What The Film?! is a weekly column exclusive to Under The Gun Review that brings to light the plot holes Hollywood hoped you’d never notice. Written by comedy writer Dane Sager, this column shows no mercy to films that try and pull the proverbial wool over our eyes.
If you know a film with major plot holes that you feel needs to be exposed, tell us! Email firstname.lastname@example.org with the subject “What The Film” and we’ll try to get your suggestion featured on the site.
This Week’s Movie: SAW
The SAW Franchise is an interesting one. It was the first horror movie in almost a decade to expand into a successful franchise and its six sequels were all released theatrically, rather than straight to video. The franchise started with a bang, with 2004’s almost Hitchcockian SAW. It consisted of two guys chained in a basement, that was the entire movie and it was scary, smart, and something mainstream audiences had never seen before. Beyond the first movie however, the franchise became similar to a slide covered in thumb tacks that leads into a septic tank, gradually getting worse and more painful till you realized you’ve waited through the entire franchise to be sitting in shit.
The very first SAW movie was just over an hour and a half of two men chained up in a gross bathroom that resembled something out of Fallout 3. The two men had to talk to each other and figure out why they were there, what connections they had to each other, and ultimately decide if they should cut their own foot off to get out of the chains.
Simple? Yes. Successful? Yes, the movie made about a hundred times more than what it was made for and Jigsaw has become a horror icon, up there with Jason, Pinhead, Freddy and Shocker. Scary? Yes! This movie is frequently overlooked by how abysmal the franchise became in its sequels, each being less creative and scary and becoming more violent. The franchise quickly went from an intimate situation and became an endurance test of gore and violence.
We discover later in the franchise that the serial killer Jigsaw had his health insurance provider refuse to cover an experimental cancer treatment. Knowing that he was going to die, he saw (I’ll be here all week folk! Yuk Yuk Yuk!) people “wasting” their lives and decided to “save” them. In order to do this, he would put them in life-or-death situations, testing their will, and ultimately appreciating their lives more, their lives now having meaning. Lets ignore the fact that the insurance provider, by allowing him to not get the treatment, gave him something to do with his life, giving it “meaning”, and helping him appreciate it more, the major issue with the franchise is this:
That’s a screen capture from 2005’s SAW II. In it, Jigsaw locks eight strangers in a house that is filled with a toxic gas and each person has to go through an elaborate test/torture to obtain an antidote. …Wow, he definitely upped the ante there. Each movie gets more and more ridiculous despite the fact having a guy cut his foot off to appreciate his life worked so well that he started helping Jigsaw himself after doing it, becoming an accomplice.

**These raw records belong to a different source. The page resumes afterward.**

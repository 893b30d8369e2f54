// Copyright (C) 2025 SyncMyOrders Sp. z o.o.
// SPDX-License-Identifier: AGPL-3.0-or-later
//! Mock backend for testing.
//!
//! An in-memory backend that keeps resources in maps, records every call,
//! and lets tests script job/deployment status sequences and inject
//! failures.

use async_trait::async_trait;
use std::collections::{BTreeMap, BTreeSet, HashMap, VecDeque};
use tokio::sync::Mutex;

use super::traits::*;
use crate::cluster::{Deployment, NamespaceSpec, ResourceKind, Service, SetupJob, VolumeClaim};

/// Kind of backend call.
#[derive(Debug, Clone, Copy, PartialEq, Eq, Hash)]
pub enum Operation {
    /// `create_*`
    Create,
    /// `get_*` / `namespace_exists`
    Get,
    /// `delete_*`
    Delete,
}

/// One recorded backend call.
#[derive(Debug, Clone, PartialEq, Eq)]
pub struct BackendCall {
    /// Operation.
    pub op: Operation,
    /// Resource kind.
    pub kind: ResourceKind,
    /// Namespace (the namespace's own name for namespace calls).
    pub namespace: String,
    /// Resource name.
    pub name: String,
}

#[derive(Debug, Clone)]
struct InjectedFailure {
    op: Operation,
    kind: ResourceKind,
    name: Option<String>,
    error: BackendError,
}

type Key = (String, String);

#[derive(Debug, Default)]
struct MockState {
    namespaces: BTreeSet<String>,
    pvcs: BTreeMap<Key, VolumeClaim>,
    jobs: BTreeMap<Key, SetupJob>,
    deployments: BTreeMap<Key, Deployment>,
    services: BTreeMap<Key, Service>,
    calls: Vec<BackendCall>,
    job_statuses: HashMap<String, VecDeque<JobStatus>>,
    deployment_statuses: HashMap<String, VecDeque<DeploymentStatus>>,
    failures: Vec<InjectedFailure>,
}

impl MockState {
    fn record(&mut self, op: Operation, kind: ResourceKind, namespace: &str, name: &str) -> Result<()> {
        self.calls.push(BackendCall {
            op,
            kind,
            namespace: namespace.to_string(),
            name: name.to_string(),
        });
        let injected = self.failures.iter().find(|f| {
            f.op == op && f.kind == kind && f.name.as_deref().is_none_or(|n| n == name)
        });
        match injected {
            Some(failure) => Err(failure.error.clone()),
            None => Ok(()),
        }
    }

    fn require_namespace(&self, namespace: &str) -> Result<()> {
        if self.namespaces.contains(namespace) {
            Ok(())
        } else {
            Err(BackendError::NotFound(format!(
                "namespaces \"{}\" not found",
                namespace
            )))
        }
    }
}

/// Next scripted status; the last entry repeats forever.
fn next_status<T: Clone>(queue: Option<&mut VecDeque<T>>, default: T) -> T {
    match queue {
        Some(queue) if queue.len() > 1 => queue.pop_front().unwrap_or(default),
        Some(queue) => queue.front().cloned().unwrap_or(default),
        None => default,
    }
}

fn insert_new<T>(map: &mut BTreeMap<Key, T>, kind: ResourceKind, key: Key, value: T) -> Result<()> {
    if map.contains_key(&key) {
        return Err(BackendError::AlreadyExists(format!(
            "{} \"{}\" already exists",
            kind, key.1
        )));
    }
    map.insert(key, value);
    Ok(())
}

fn remove_existing<T>(map: &mut BTreeMap<Key, T>, kind: ResourceKind, key: Key) -> Result<()> {
    match map.remove(&key) {
        Some(_) => Ok(()),
        None => Err(BackendError::NotFound(format!(
            "{} \"{}\" not found",
            kind, key.1
        ))),
    }
}

fn key(namespace: &str, name: &str) -> Key {
    (namespace.to_string(), name.to_string())
}

/// Mock backend for testing.
///
/// Jobs succeed and deployments are ready on the first poll unless a status
/// sequence has been scripted for them.
#[derive(Debug, Default)]
pub struct MockBackend {
    state: Mutex<MockState>,
}

impl MockBackend {
    /// Create an empty mock backend.
    pub fn new() -> Self {
        Self::default()
    }

    /// Pre-create a namespace.
    pub fn with_namespace(mut self, name: impl Into<String>) -> Self {
        self.state.get_mut().namespaces.insert(name.into());
        self
    }

    /// Script the statuses returned by successive `get_job` calls for `name`.
    pub fn with_job_statuses(
        mut self,
        name: impl Into<String>,
        statuses: impl IntoIterator<Item = JobStatus>,
    ) -> Self {
        self.state
            .get_mut()
            .job_statuses
            .insert(name.into(), statuses.into_iter().collect());
        self
    }

    /// Script the statuses returned by successive `get_deployment` calls for `name`.
    pub fn with_deployment_statuses(
        mut self,
        name: impl Into<String>,
        statuses: impl IntoIterator<Item = DeploymentStatus>,
    ) -> Self {
        self.state
            .get_mut()
            .deployment_statuses
            .insert(name.into(), statuses.into_iter().collect());
        self
    }

    /// Fail every `op` on `kind` named `name` with `error`.
    pub fn failing_on(
        mut self,
        op: Operation,
        kind: ResourceKind,
        name: impl Into<String>,
        error: BackendError,
    ) -> Self {
        self.state.get_mut().failures.push(InjectedFailure {
            op,
            kind,
            name: Some(name.into()),
            error,
        });
        self
    }

    /// Fail every `op` on any resource of `kind` with `error`.
    pub fn failing_on_kind(mut self, op: Operation, kind: ResourceKind, error: BackendError) -> Self {
        self.state.get_mut().failures.push(InjectedFailure {
            op,
            kind,
            name: None,
            error,
        });
        self
    }

    /// Every call made so far, in order.
    pub async fn calls(&self) -> Vec<BackendCall> {
        self.state.lock().await.calls.clone()
    }

    /// Number of `op` calls on `kind`.
    pub async fn call_count(&self, op: Operation, kind: ResourceKind) -> usize {
        self.state
            .lock()
            .await
            .calls
            .iter()
            .filter(|c| c.op == op && c.kind == kind)
            .count()
    }

    /// Live namespaces.
    pub async fn namespaces(&self) -> Vec<String> {
        self.state.lock().await.namespaces.iter().cloned().collect()
    }

    /// Number of live resources of `kind` in `namespace`.
    pub async fn count(&self, kind: ResourceKind, namespace: &str) -> usize {
        let state = self.state.lock().await;
        match kind {
            ResourceKind::Namespace => usize::from(state.namespaces.contains(namespace)),
            ResourceKind::PersistentVolumeClaim => {
                state.pvcs.keys().filter(|(ns, _)| ns == namespace).count()
            }
            ResourceKind::Job => state.jobs.keys().filter(|(ns, _)| ns == namespace).count(),
            ResourceKind::Deployment => state
                .deployments
                .keys()
                .filter(|(ns, _)| ns == namespace)
                .count(),
            ResourceKind::Service => state.services.keys().filter(|(ns, _)| ns == namespace).count(),
        }
    }

    /// A live service by name.
    pub async fn service(&self, namespace: &str, name: &str) -> Option<Service> {
        self.state
            .lock()
            .await
            .services
            .get(&key(namespace, name))
            .cloned()
    }

    /// A live deployment by name.
    pub async fn deployment(&self, namespace: &str, name: &str) -> Option<Deployment> {
        self.state
            .lock()
            .await
            .deployments
            .get(&key(namespace, name))
            .cloned()
    }
}

#[async_trait]
impl ClusterBackend for MockBackend {
    fn backend_type(&self) -> &'static str {
        "mock"
    }

    async fn create_namespace(&self, namespace: &NamespaceSpec) -> Result<()> {
        let mut state = self.state.lock().await;
        state.record(
            Operation::Create,
            ResourceKind::Namespace,
            &namespace.name,
            &namespace.name,
        )?;
        if !state.namespaces.insert(namespace.name.clone()) {
            return Err(BackendError::AlreadyExists(format!(
                "namespaces \"{}\" already exists",
                namespace.name
            )));
        }
        Ok(())
    }

    async fn namespace_exists(&self, name: &str) -> Result<bool> {
        let mut state = self.state.lock().await;
        state.record(Operation::Get, ResourceKind::Namespace, name, name)?;
        Ok(state.namespaces.contains(name))
    }

    async fn delete_namespace(&self, name: &str) -> Result<()> {
        let mut state = self.state.lock().await;
        state.record(Operation::Delete, ResourceKind::Namespace, name, name)?;
        state.require_namespace(name)?;
        state.namespaces.remove(name);
        // Namespace deletion reclaims everything inside it.
        state.pvcs.retain(|(ns, _), _| ns != name);
        state.jobs.retain(|(ns, _), _| ns != name);
        state.deployments.retain(|(ns, _), _| ns != name);
        state.services.retain(|(ns, _), _| ns != name);
        Ok(())
    }

    async fn create_pvc(&self, claim: &VolumeClaim) -> Result<()> {
        let mut state = self.state.lock().await;
        let kind = ResourceKind::PersistentVolumeClaim;
        state.record(Operation::Create, kind, &claim.namespace, &claim.name)?;
        state.require_namespace(&claim.namespace)?;
        insert_new(&mut state.pvcs, kind, key(&claim.namespace, &claim.name), claim.clone())
    }

    async fn delete_pvc(&self, namespace: &str, name: &str) -> Result<()> {
        let mut state = self.state.lock().await;
        let kind = ResourceKind::PersistentVolumeClaim;
        state.record(Operation::Delete, kind, namespace, name)?;
        remove_existing(&mut state.pvcs, kind, key(namespace, name))
    }

    async fn create_job(&self, job: &SetupJob) -> Result<()> {
        let mut state = self.state.lock().await;
        state.record(Operation::Create, ResourceKind::Job, &job.namespace, &job.name)?;
        state.require_namespace(&job.namespace)?;
        insert_new(&mut state.jobs, ResourceKind::Job, key(&job.namespace, &job.name), job.clone())
    }

    async fn get_job(&self, namespace: &str, name: &str) -> Result<JobStatus> {
        let mut state = self.state.lock().await;
        state.record(Operation::Get, ResourceKind::Job, namespace, name)?;
        if !state.jobs.contains_key(&key(namespace, name)) {
            return Err(BackendError::NotFound(format!("jobs \"{}\" not found", name)));
        }
        Ok(next_status(state.job_statuses.get_mut(name), JobStatus::Succeeded))
    }

    async fn delete_job(&self, namespace: &str, name: &str) -> Result<()> {
        let mut state = self.state.lock().await;
        state.record(Operation::Delete, ResourceKind::Job, namespace, name)?;
        remove_existing(&mut state.jobs, ResourceKind::Job, key(namespace, name))
    }

    async fn create_deployment(&self, deployment: &Deployment) -> Result<()> {
        let mut state = self.state.lock().await;
        let kind = ResourceKind::Deployment;
        state.record(Operation::Create, kind, &deployment.namespace, &deployment.name)?;
        state.require_namespace(&deployment.namespace)?;
        insert_new(
            &mut state.deployments,
            kind,
            key(&deployment.namespace, &deployment.name),
            deployment.clone(),
        )
    }

    async fn get_deployment(&self, namespace: &str, name: &str) -> Result<DeploymentStatus> {
        let mut state = self.state.lock().await;
        state.record(Operation::Get, ResourceKind::Deployment, namespace, name)?;
        if !state.deployments.contains_key(&key(namespace, name)) {
            return Err(BackendError::NotFound(format!(
                "deployments.apps \"{}\" not found",
                name
            )));
        }
        Ok(next_status(
            state.deployment_statuses.get_mut(name),
            DeploymentStatus::Ready,
        ))
    }

    async fn delete_deployment(&self, namespace: &str, name: &str) -> Result<()> {
        let mut state = self.state.lock().await;
        let kind = ResourceKind::Deployment;
        state.record(Operation::Delete, kind, namespace, name)?;
        remove_existing(&mut state.deployments, kind, key(namespace, name))
    }

    async fn create_service(&self, service: &Service) -> Result<()> {
        let mut state = self.state.lock().await;
        let kind = ResourceKind::Service;
        state.record(Operation::Create, kind, &service.namespace, &service.name)?;
        state.require_namespace(&service.namespace)?;
        insert_new(
            &mut state.services,
            kind,
            key(&service.namespace, &service.name),
            service.clone(),
        )
    }

    async fn delete_service(&self, namespace: &str, name: &str) -> Result<()> {
        let mut state = self.state.lock().await;
        let kind = ResourceKind::Service;
        state.record(Operation::Delete, kind, namespace, name)?;
        remove_existing(&mut state.services, kind, key(namespace, name))
    }
}

#[cfg(test)]
mod tests {
    use super::*;
    use crate::cluster::Labels;

    fn namespace(name: &str) -> NamespaceSpec {
        NamespaceSpec {
            name: name.to_string(),
            owner: "test".to_string(),
            labels: Labels::new(),
        }
    }

    fn job(namespace: &str) -> SetupJob {
        SetupJob {
            name: "setup".to_string(),
            namespace: namespace.to_string(),
            owner: "test".to_string(),
            image: "init".to_string(),
            period: std::time::Duration::from_secs(1),
            timeout: std::time::Duration::from_secs(5),
            labels: Labels::new(),
        }
    }

    #[tokio::test]
    async fn test_mock_namespace_conflict() {
        let backend = MockBackend::new();
        backend.create_namespace(&namespace("ns")).await.unwrap();
        let err = backend.create_namespace(&namespace("ns")).await.unwrap_err();
        assert!(err.is_already_exists());
    }

    #[tokio::test]
    async fn test_mock_requires_namespace() {
        let backend = MockBackend::new();
        let err = backend.create_job(&job("missing")).await.unwrap_err();
        assert!(err.is_not_found());
    }

    #[tokio::test]
    async fn test_mock_scripted_job_statuses() {
        let backend = MockBackend::new()
            .with_namespace("ns")
            .with_job_statuses("setup", [JobStatus::Pending, JobStatus::Succeeded]);
        backend.create_job(&job("ns")).await.unwrap();

        assert_eq!(backend.get_job("ns", "setup").await.unwrap(), JobStatus::Pending);
        assert_eq!(backend.get_job("ns", "setup").await.unwrap(), JobStatus::Succeeded);
        // Last status repeats.
        assert_eq!(backend.get_job("ns", "setup").await.unwrap(), JobStatus::Succeeded);
    }

    #[tokio::test]
    async fn test_mock_namespace_delete_reclaims_contents() {
        let backend = MockBackend::new().with_namespace("ns");
        backend.create_job(&job("ns")).await.unwrap();
        assert_eq!(backend.count(ResourceKind::Job, "ns").await, 1);

        backend.delete_namespace("ns").await.unwrap();
        assert_eq!(backend.count(ResourceKind::Job, "ns").await, 0);
        assert!(backend.namespaces().await.is_empty());
    }

    #[tokio::test]
    async fn test_mock_injected_failure_is_recorded() {
        let backend = MockBackend::new().failing_on(
            Operation::Create,
            ResourceKind::Namespace,
            "ns",
            BackendError::Api("quota exceeded".into()),
        );
        let err = backend.create_namespace(&namespace("ns")).await.unwrap_err();
        assert_eq!(err, BackendError::Api("quota exceeded".into()));
        assert_eq!(backend.call_count(Operation::Create, ResourceKind::Namespace).await, 1);
        assert!(backend.namespaces().await.is_empty());
    }
}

Jigsaw, you found a way to make someone appreciate life and then decided to just keep dicking around. No, you hit the nail on the head in the first movie, you don’t need to do different shit all the time. Still, Jigsaw spices it up each movie with something more and more over the top, each costing some elaborate and insane amount of money with traps in factories, warehouses, storefronts, garages, et cetera. Jigsaw isn’t a rich man, that’s why he couldn’t afford to stay alive, and yet this movie franchise tells us that he must own enough of this city that cops can’t just search what properties he owns to find people in traps because there’s too many buildings and not enough manpower. Am I over thinking this? That’s possible, but that doesn’t change the fact that there is absolutely no mind, crazy or not, who would have a logical progression from “Chain a guy in a basement” to “making a silo slowly fill with pig organs, drowning whoever is inside”. You know, for a dying person, Jigsaw has a lot of free time.